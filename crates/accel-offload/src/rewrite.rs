//! The rewrite engine: replaces a matched block with an extern call.
//!
//! A rewrite runs in two phases. [`RewriteEngine::scan`] collects everything
//! the call needs into a [`MatchState`] and checks every precondition; only
//! then does [`RewriteEngine::rewrite`] walk the tree. The walk replaces the
//! entry loop with the call and collapses each statement sequence to the
//! child selected by the shape's pruning rule. Any failure happens before the
//! walk, so a function is either fully rewritten or returned as it was.

use accel_ir::{Handle, PrimFunc, Rewrite, Statement, StatementKind, Visit, transform};

use crate::error::OffloadError;
use crate::extern_call::ExternCall;
use crate::match_spec::MatchSpec;
use crate::matcher::{BufferBinding, LoopNest, buffer_bindings, extract_loop_nest, find_block};
use crate::params::{
    ZeroPoints, check_kernel_parity, check_loop_starts, count_stores, extract_zero_points,
};

/// Scratch state of one match, built per function and never shared.
#[derive(Clone, Debug, PartialEq)]
pub struct MatchState<'s> {
    pub spec: &'s MatchSpec,
    pub loops: LoopNest,
    /// The loop replaced by the call.
    pub entry: Handle<Statement>,
    pub buffers: Vec<BufferBinding>,
    /// Present when the shape passes zero-points.
    pub zero_points: Option<ZeroPoints>,
    pub total_stores: usize,
    pub prune_index: Option<usize>,
    /// Product of the loop extents, when the shape passes it.
    pub element_count: Option<i64>,
}

/// A successful rewrite.
#[derive(Clone, Debug)]
pub struct Rewritten {
    pub func: PrimFunc,
    pub call: ExternCall,
}

/// Offloads one [`MatchSpec`].
#[derive(Clone, Debug)]
pub struct RewriteEngine {
    spec: MatchSpec,
}

impl RewriteEngine {
    pub fn new(spec: MatchSpec) -> Result<Self, OffloadError> {
        spec.validate()?;
        Ok(Self { spec })
    }

    pub fn spec(&self) -> &MatchSpec {
        &self.spec
    }

    /// Matches the block and checks every precondition of the rewrite.
    ///
    /// Returns `Ok(None)` when the function has no block of this shape.
    pub fn scan<'s>(&'s self, func: &PrimFunc) -> Result<Option<MatchState<'s>>, OffloadError> {
        let spec = &self.spec;
        func.validate()?;
        if !find_block(func, &spec.block_name) {
            return Ok(None);
        }

        let loops = extract_loop_nest(func, &spec.block_name, spec.loop_count)?;
        let entry = loops
            .loops
            .get(spec.entry_loop)
            .map(|l| l.stmt)
            .ok_or(OffloadError::EntryLevel {
                level: spec.entry_loop,
                depth: loops.depth(),
            })?;
        for key in &spec.loop_keys {
            loops.get(spec, key)?;
        }
        check_loop_starts(&loops)?;
        check_kernel_parity(spec, &loops)?;
        let element_count = if spec.append_element_count {
            Some(loops.element_count()?)
        } else {
            None
        };

        let buffers = buffer_bindings(func)?;
        let zero_points = if spec.zero_point_args > 0 {
            let zp = extract_zero_points(func)?;
            if zp.values.len() < spec.zero_point_args {
                return Err(OffloadError::MissingZeroPoints {
                    expected: spec.zero_point_args,
                    found: zp.values.len(),
                });
            }
            Some(zp)
        } else {
            None
        };

        let total_stores = count_stores(func);
        let prune_index = spec.seq_prune.index(total_stores)?;
        if let Some(index) = prune_index {
            check_sequences(func, func.body, entry, index)?;
        }

        Ok(Some(MatchState {
            spec,
            loops,
            entry,
            buffers,
            zero_points,
            total_stores,
            prune_index,
            element_count,
        }))
    }

    /// Builds the call for a scanned match: buffers, extents in key order,
    /// zero-points, then the element count if requested.
    pub fn build_call(&self, state: &MatchState<'_>) -> Result<ExternCall, OffloadError> {
        let mut call = ExternCall::new(self.spec.extern_name.clone());
        for binding in &state.buffers {
            call.push_buffer(&binding.data);
        }
        for extent in state.loops.arg_extents(&self.spec)? {
            call.push_int(extent);
        }
        if let Some(zp) = &state.zero_points {
            for &value in zp.values.iter().take(self.spec.zero_point_args) {
                call.push_int(value);
            }
        }
        if let Some(count) = state.element_count {
            call.push_int(count);
        }
        Ok(call)
    }

    /// Rewrites `func`, or returns `Ok(None)` if it has no matching block.
    pub fn rewrite(&self, func: &PrimFunc) -> Result<Option<Rewritten>, OffloadError> {
        let Some(state) = self.scan(func)? else {
            return Ok(None);
        };
        let call = self.build_call(&state)?;
        log::debug!("'{}': replacing {:?} with {call}", func.name, state.entry);

        let mut out = func.clone();
        let call_expr = call.lower(&mut out);
        let entry = state.entry;
        let prune_index = state.prune_index;
        let body = transform(
            &mut out.statements,
            out.body,
            &[StatementKind::For, StatementKind::Seq],
            &mut |visit: Visit<'_>| match visit.stmt {
                Statement::For { .. } if visit.origin == entry => {
                    Rewrite::Replace(Statement::Evaluate(call_expr))
                }
                Statement::Seq(children) => match prune_index.and_then(|i| children.get(i)) {
                    Some(&kept) => Rewrite::Redirect(kept),
                    None => Rewrite::Keep,
                },
                _ => Rewrite::Keep,
            },
        );
        Ok(Some(Rewritten {
            func: out.with_body(body),
            call,
        }))
    }
}

/// Every sequence that survives the rewrite must have a child at `index`.
/// Sequences under the entry loop are discarded with it and are not checked.
fn check_sequences(
    func: &PrimFunc,
    root: Handle<Statement>,
    entry: Handle<Statement>,
    index: usize,
) -> Result<(), OffloadError> {
    if root == entry {
        return Ok(());
    }
    let stmt = &func.statements[root];
    if let Statement::Seq(children) = stmt
        && index >= children.len()
    {
        return Err(OffloadError::PruneIndex {
            index: index as i64,
            len: children.len(),
        });
    }
    for child in stmt.children() {
        check_sequences(func, child, entry, index)?;
    }
    Ok(())
}
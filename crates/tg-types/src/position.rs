use rust_decimal::Decimal;
use serde::{Deserialize, Serialize};
use uuid::Uuid;

use crate::market::InstrumentKey;

/// Unique position identifier
pub type PositionId = Uuid;

/// Identifier of a contract in the external contract store
pub type ContractId = Uuid;

/// Direction of a physical cargo contract
#[derive(Debug, Clone, Copy, PartialEq, Eq, Hash, Serialize, Deserialize)]
pub enum PhysicalSide {
    Purchase,
    Sale,
}

/// Direction of a paper (futures / swap) contract
#[derive(Debug, Clone, Copy, PartialEq, Eq, Hash, Serialize, Deserialize)]
pub enum PaperSide {
    Long,
    Short,
}

/// What kind of contract a position projects. Both kinds reduce to the same
/// market exposure, so the risk calculator never looks inside.
#[derive(Debug, Clone, Copy, PartialEq, Eq, Hash, Serialize, Deserialize)]
pub enum PositionKind {
    Physical {
        contract_id: ContractId,
        side: PhysicalSide,
    },
    Paper {
        contract_id: ContractId,
        side: PaperSide,
    },
}

impl PositionKind {
    pub fn contract_id(&self) -> ContractId {
        match self {
            PositionKind::Physical { contract_id, .. } => *contract_id,
            PositionKind::Paper { contract_id, .. } => *contract_id,
        }
    }

    /// +1 for purchases and longs, -1 for sales and shorts.
    pub fn sign(&self) -> i32 {
        match self {
            PositionKind::Physical {
                side: PhysicalSide::Purchase,
                ..
            }
            | PositionKind::Paper {
                side: PaperSide::Long,
                ..
            } => 1,
            PositionKind::Physical {
                side: PhysicalSide::Sale,
                ..
            }
            | PositionKind::Paper {
                side: PaperSide::Short,
                ..
            } => -1,
        }
    }

    pub fn is_physical(&self) -> bool {
        matches!(self, PositionKind::Physical { .. })
    }
}

/// Market-exposure projection of a position: everything the risk calculator
/// needs and nothing else.
#[derive(Debug, Clone, PartialEq, Eq, Serialize, Deserialize)]
pub struct MarketExposure {
    /// Quantity with direction applied (negative = short).
    pub signed_quantity: Decimal,
    pub reference_price: Decimal,
    pub instrument: InstrumentKey,
}

impl MarketExposure {
    /// Signed notional value at the reference price.
    pub fn notional(&self) -> Decimal {
        self.signed_quantity * self.reference_price
    }
}

/// A weak reference to a contract in the external store, projected onto its
/// market exposure. The engine never owns contract data.
#[derive(Debug, Clone, PartialEq, Eq, Serialize, Deserialize)]
pub struct PositionRef {
    pub position_id: PositionId,
    pub kind: PositionKind,
    /// Unsigned quantity in base units (bbl, MT).
    pub quantity: Decimal,
    pub entry_price: Decimal,
    /// Current mark used as the reference price for risk.
    pub mark_price: Decimal,
    pub instrument: InstrumentKey,
}

impl PositionRef {
    pub fn new(
        kind: PositionKind,
        quantity: Decimal,
        entry_price: Decimal,
        mark_price: Decimal,
        instrument: InstrumentKey,
    ) -> Self {
        Self {
            position_id: Uuid::new_v4(),
            kind,
            quantity: quantity.abs(),
            entry_price,
            mark_price,
            instrument,
        }
    }

    pub fn paper(side: PaperSide, quantity: Decimal, entry: Decimal, mark: Decimal, instrument: &str) -> Self {
        Self::new(
            PositionKind::Paper {
                contract_id: Uuid::new_v4(),
                side,
            },
            quantity,
            entry,
            mark,
            InstrumentKey::new(instrument),
        )
    }

    pub fn physical(side: PhysicalSide, quantity: Decimal, entry: Decimal, mark: Decimal, instrument: &str) -> Self {
        Self::new(
            PositionKind::Physical {
                contract_id: Uuid::new_v4(),
                side,
            },
            quantity,
            entry,
            mark,
            InstrumentKey::new(instrument),
        )
    }

    pub fn signed_quantity(&self) -> Decimal {
        self.quantity * Decimal::from(self.kind.sign())
    }

    pub fn market_exposure(&self) -> MarketExposure {
        MarketExposure {
            signed_quantity: self.signed_quantity(),
            reference_price: self.mark_price,
            instrument: self.instrument.clone(),
        }
    }

    pub fn unrealized_pnl(&self) -> Decimal {
        self.signed_quantity() * (self.mark_price - self.entry_price)
    }

    pub fn with_mark(mut self, mark_price: Decimal) -> Self {
        self.mark_price = mark_price;
        self
    }

    /// True when `other` describes the same position with only a different mark.
    pub fn differs_only_in_mark(&self, other: &PositionRef) -> bool {
        self.mark_price != other.mark_price
            && self.position_id == other.position_id
            && self.kind == other.kind
            && self.quantity == other.quantity
            && self.entry_price == other.entry_price
            && self.instrument == other.instrument
    }
}

#[cfg(test)]
mod tests {
    use super::*;
    use rust_decimal_macros::dec;

    #[test]
    fn test_long_paper_exposure_and_pnl() {
        let pos = PositionRef::paper(PaperSide::Long, dec!(1000), dec!(80), dec!(85), "BRENT");
        let exposure = pos.market_exposure();

        assert_eq!(exposure.signed_quantity, dec!(1000));
        assert_eq!(exposure.notional(), dec!(85000));
        assert_eq!(pos.unrealized_pnl(), dec!(5000));
    }

    #[test]
    fn test_physical_sale_is_short() {
        let pos = PositionRef::physical(PhysicalSide::Sale, dec!(500), dec!(90), dec!(85), "BRENT");

        assert_eq!(pos.signed_quantity(), dec!(-500));
        assert_eq!(pos.market_exposure().notional(), dec!(-42500));
        // Sold at 90, now 85: short gains 5 per bbl
        assert_eq!(pos.unrealized_pnl(), dec!(2500));
    }

    #[test]
    fn test_quantity_is_stored_unsigned() {
        let pos = PositionRef::paper(PaperSide::Short, dec!(-200), dec!(70), dec!(70), "WTI");
        assert_eq!(pos.quantity, dec!(200));
        assert_eq!(pos.signed_quantity(), dec!(-200));
    }

    #[test]
    fn test_differs_only_in_mark() {
        let pos = PositionRef::paper(PaperSide::Long, dec!(10), dec!(80), dec!(81), "BRENT");
        let repriced = pos.clone().with_mark(dec!(83));
        let mut amended = repriced.clone();
        amended.quantity = dec!(20);

        assert!(pos.differs_only_in_mark(&repriced));
        assert!(!pos.differs_only_in_mark(&amended));
        assert!(!pos.differs_only_in_mark(&pos));
    }
}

§ **Exercise description**: Reproduce verbatim the range of lines that opens the records and closes with the line containing "returned as it was.". Omit everything after it.

§ **Answer to this problem**:
filename crates/accel-offload/src/rewrite.rs
//! The rewrite engine: replaces a matched block with an extern call.
//!
//! A rewrite runs in two phases. [`RewriteEngine::scan`] collects everything
//! the call needs into a [`MatchState`] and checks every precondition; only
//! then does [`RewriteEngine::rewrite`] walk the tree. The walk replaces the
//! entry loop with the call and collapses each statement sequence to the
//! child selected by the shape's pruning rule. Any failure happens before the
//! walk, so a function is either fully rewritten or returned as it was.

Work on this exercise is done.